How To Calculate Calories

Nutrition – it’s a complex topic.

Do you need carbs or do you avoid them altogether?

You can’t eat bread, ice cream and pizza, and have to eat celery, chicken and spinach, right?

And what’s the deal with sugar?

Depending on what you read and who you listen to, getting your eating right for fat loss can become a real pain, as you struggle and stress over what to eat, when to eat it, and how much you need.

Here’s some good news though…

Nutrition is simple!

Despite everything we hear, it really does boil down to a few basic fundamentals, So…let’s talk about calories!

 

Calories are King

Despite the fact it seems extremely cool to say that calories don’t count, or that there’s no point worrying about them, calories are what determine whether you lose or gain weight.

And whether you build muscle or lose fat.

A calorie is a unit of energy, and your body needs them to survive.

Eat too few, and your body digs into its reserves to keep you going on, but eat too many and it can’t process them, so it stores them.

To make that even simpler…

Eat fewer than you burn and you lose weight.

Eat more than you burn and you gain weight.

That’s it.

None of the rest of your diet really matters until you’ve addressed that, hence, why calories aren’t the only thing you need to worry about, they are the most important.

 

A Numbers Game

Flashing back to the above briefly, I mentioned about your body digging into its reserves when calories are low and storing them when they’re high.

Both of these can be good and bad.

In terms of under-eating calories, this is where you need to be to lose body fat. By not quite giving your body enough to run from, it will tap into stored fat tissue, and burn that off. Too big a deficit though, and it will start to waste muscle tissue as well, and you definitely don’t want this.

To build mass, you need to be in a calorie surplus, but once again, it’s a trade off.

A small excess of calories means you’ll build muscle, but too big a surplus will lead to gaining body fat too.

Therefore, you have to get your calorie intake right to either lose fat without losing muscle, or build muscle without gaining fat.

 

How Many Do I Need?

There are so many calorie calculators out there, and they all “work.”

You could try a basic BMR (Basal Metabolic Rate) calculator, or use an equation such as Harris Benedict, Katch McArdle, or Mifflin St-Jeor.

All of these will give you a rough idea of what your calorie intake should be on a daily basis.

Keep things very basic (because basic is so often best) and give a nice simple sum.

First thing you need to do is work out your maintenance calorie intake. This is the number of calories you’d need to eat every day to more or less maintain your bodyweight.

Women should do:

Bodyweight in pounds multiplied by 11 to 14
Or
Bodyweight in kilos multiplied by 22 to 28

Men should do:

Bodyweight in pounds multiplied by 13 to 16
Or
Bodyweight in kilos multiplied by 26 to 32

How big a number you multiply depends on your daily activity levels.

If you’re not too active, then the 12 and 14 figures (for women and men respectively) work well.

Do a little more?

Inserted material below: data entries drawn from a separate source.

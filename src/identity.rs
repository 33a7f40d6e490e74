// Copyright (c) 2022 Sebastian Wiesner <sebastian@swsnr.de>
//
// This Source Code Form is subject to the terms of the Mozilla Public
// License, v. 2.0. If a copy of the MPL was not distributed with this
// file, You can obtain one at https://mozilla.org/MPL/2.0/.

//! Select a client identity among keychain candidates.
//!
//! The keychain is queried by a human-readable name, so a query can match more than one identity,
//! e.g. when an MDM has re-issued a SCEP certificate under the same name and the old one is still
//! around.  [`select_identity`] makes that choice deterministic: only candidates whose subject
//! common name equals the requested name exactly are considered, and among those the one with the
//! latest expiration date wins.
//!
//! The selection itself is independent of the OS; the keychain backend in [`crate::macos`] maps
//! its search results into [`IdentityCandidate`]s and delegates here.

use x509_parser::prelude::{FromDer, X509Certificate};

/// A candidate for client identity selection.
///
/// `T` is whatever handle the OS search returned for the identity; the selection logic only
/// inspects the certificate fields extracted alongside it.
#[derive(Debug, Clone, PartialEq, Eq)]
pub struct IdentityCandidate<T> {
    /// The subject common name of the candidate's certificate.
    pub common_name: String,
    /// The `notAfter` date of the candidate's certificate, as Unix timestamp.
    pub not_after: i64,
    /// The identity handle itself.
    pub identity: T,
}

impl<T> IdentityCandidate<T> {
    /// Create a candidate from the DER encoding of an identity's certificate.
    ///
    /// Extract the subject common name and the expiration date from `der`.  Return `None` if the
    /// certificate does not parse or has no common name; such identities can never match a
    /// requested name and are dropped from selection.
    pub fn from_der(der: &[u8], identity: T) -> Option<Self> {
        let (_, cert) = X509Certificate::from_der(der).ok()?;
        let common_name = cert
            .subject()
            .iter_common_name()
            .next()
            .and_then(|cn| cn.as_str().ok())?
            .to_owned();
        Some(Self {
            common_name,
            not_after: cert.validity().not_after.timestamp(),
            identity,
        })
    }
}

/// Select the identity to use for the requested common `name`.
///
/// Keep only candidates whose common name equals `name` exactly; a keychain search matches on
/// substrings, so a request for `client` must not select `client-old`.  Among the remaining
/// candidates return the one with the latest expiration date; on equal dates the candidate
/// returned later by the underlying query wins.
///
/// Return `None` if no candidate remains.  Callers then proceed without a client certificate
/// rather than failing.
pub fn select_identity<T>(name: &str, candidates: Vec<IdentityCandidate<T>>) -> Option<T> {
    candidates
        .into_iter()
        .filter(|candidate| candidate.common_name == name)
        .max_by_key(|candidate| candidate.not_after)
        .map(|candidate| candidate.identity)
}

#[cfg(test)]
mod tests {
    use super::*;
    use pretty_assertions::assert_eq;

    fn candidate(common_name: &str, not_after: i64, identity: &'static str) -> IdentityCandidate<&'static str> {
        IdentityCandidate {
            common_name: common_name.to_string(),
            not_after,
            identity,
        }
    }

    #[test]
    fn select_identity_no_candidates() {
        assert_eq!(select_identity::<&str>("client", Vec::new()), None);
    }

    #[test]
    fn select_identity_no_exact_match() {
        // A keychain subject search would return both of these for "client".
        let candidates = vec![
            candidate("client-old", 1000, "old"),
            candidate("my client", 2000, "spaced"),
        ];
        assert_eq!(select_identity("client", candidates), None);
    }

    #[test]
    fn select_identity_single_match() {
        let candidates = vec![
            candidate("client", 1000, "exact"),
            candidate("client-old", 2000, "substring"),
        ];
        assert_eq!(select_identity("client", candidates), Some("exact"));
    }

    #[test]
    fn select_identity_latest_expiration_wins() {
        let candidates = vec![
            candidate("client", 2000, "renewed"),
            candidate("client", 1000, "expiring"),
            candidate("client", 3000, "latest"),
        ];
        assert_eq!(select_identity("client", candidates), Some("latest"));
    }

    #[test]
    fn select_identity_equal_expiration_is_deterministic() {
        let candidates = vec![
            candidate("client", 1000, "first"),
            candidate("client", 1000, "second"),
        ];
        assert_eq!(select_identity("client", candidates), Some("second"));
    }

    #[test]
    fn candidate_from_der() {
        let mut params = rcgen::CertificateParams::new(vec!["localhost".to_string()]).unwrap();
        params
            .distinguished_name
            .push(rcgen::DnType::CommonName, "test client");
        params.not_after = rcgen::date_time_ymd(2031, 1, 1);
        let key = rcgen::KeyPair::generate().unwrap();
        let cert = params.self_signed(&key).unwrap();

        let candidate = IdentityCandidate::from_der(cert.der(), "id").unwrap();
        assert_eq!(candidate.common_name, "test client");
        assert_eq!(
            candidate.not_after,
            rcgen::date_time_ymd(2031, 1, 1).unix_timestamp()
        );
        assert_eq!(candidate.identity, "id");
    }

    #[test]
    fn candidate_from_garbage_der() {
        assert_eq!(IdentityCandidate::from_der(b"not a certificate", "id"), None);
    }
}
// Copyright (c) 2022 Sebastian Wiesner <sebastian@swsnr.de>
//
// This Source Code Form is subject to the terms of the Mozilla Public
// License, v. 2.0. If a copy of the MPL was not distributed with this
// file, You can obtain one at https://mozilla.org/MPL/2.0/.

//! Errors of the few operations in this crate which can fail.
//!
//! Failures while querying the OS trust store deliberately do not surface here: a store which
//! cannot be read behaves like an empty store, and the eventual TLS handshake reports the actual
//! verification failure.  See the crate documentation.

/// An error of a truststore operation.
#[derive(Debug, thiserror::Error)]
pub enum Error {
    /// Writing or removing a truststore file failed.
    #[error("Failed to write truststore file: {0}")]
    Io(#[from] std::io::Error),
    /// A TLS handshake through the Security framework failed.
    #[cfg(target_os = "macos")]
    #[error("TLS handshake failed: {0}")]
    Handshake(#[from] security_framework::base::Error),
}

Then go with 13 and 15, or, if you’re highly active, shoot for 14 and 16.

The lowest numbers (11 and 13) only really apply if you don’t train, or only do a couple of light sessions per week.

Once you’ve done that sum, you have what we call our “maintenance intake.”

 

More Muscle, Less Fat

If you ate your maintenance calorie allowance every day, theoretically your weight would remain unchanged.

That’s fine if that’s your goal, but if you want to change your physique, here’s what you need:

For fat loss – subtract 10-25% of your intake.

For muscle gain – add 10-25% of your intake.

The reason why we use percentages here, is because your calorie intake is individual to you, and some guys and girls may be working with high numbers of calories, while others are much lower.

How do you know what percentage to choose?

When it comes to fat loss, while 25% may seem like the best option for faster fat burning, it comes at a cost. The more calories you drop, the more likely you are to lose muscle mass, plateau sooner and feel drained and tired.

Therefore, athletes and those who are already light and lean should only subtract 10-15%, while those with more body fat to lose and who don’t mind sacrificing some muscle could go to 20-25%.

As for gaining muscle, it’s the same sort of deal.

You’ll get bigger and stronger faster by adding 25%, but you’ll probably gain some fat too.

If you’re concerned about staying lean, just add 10-15%, but if you’re naturally skinny, or don’t have any worries about getting a little chubbier, add 20-25%.

 

 

Become a Number Cruncher

You don’t absolutely have to count calories, as you can progress just by eating mindfully, but crunching those numbers is a much safer way to go, as you know exactly what you should be eating, and it makes making any changes so much easier.

Calorie counting isn’t an exact science, but it’s the best, most accurate option we have, so do your numbers!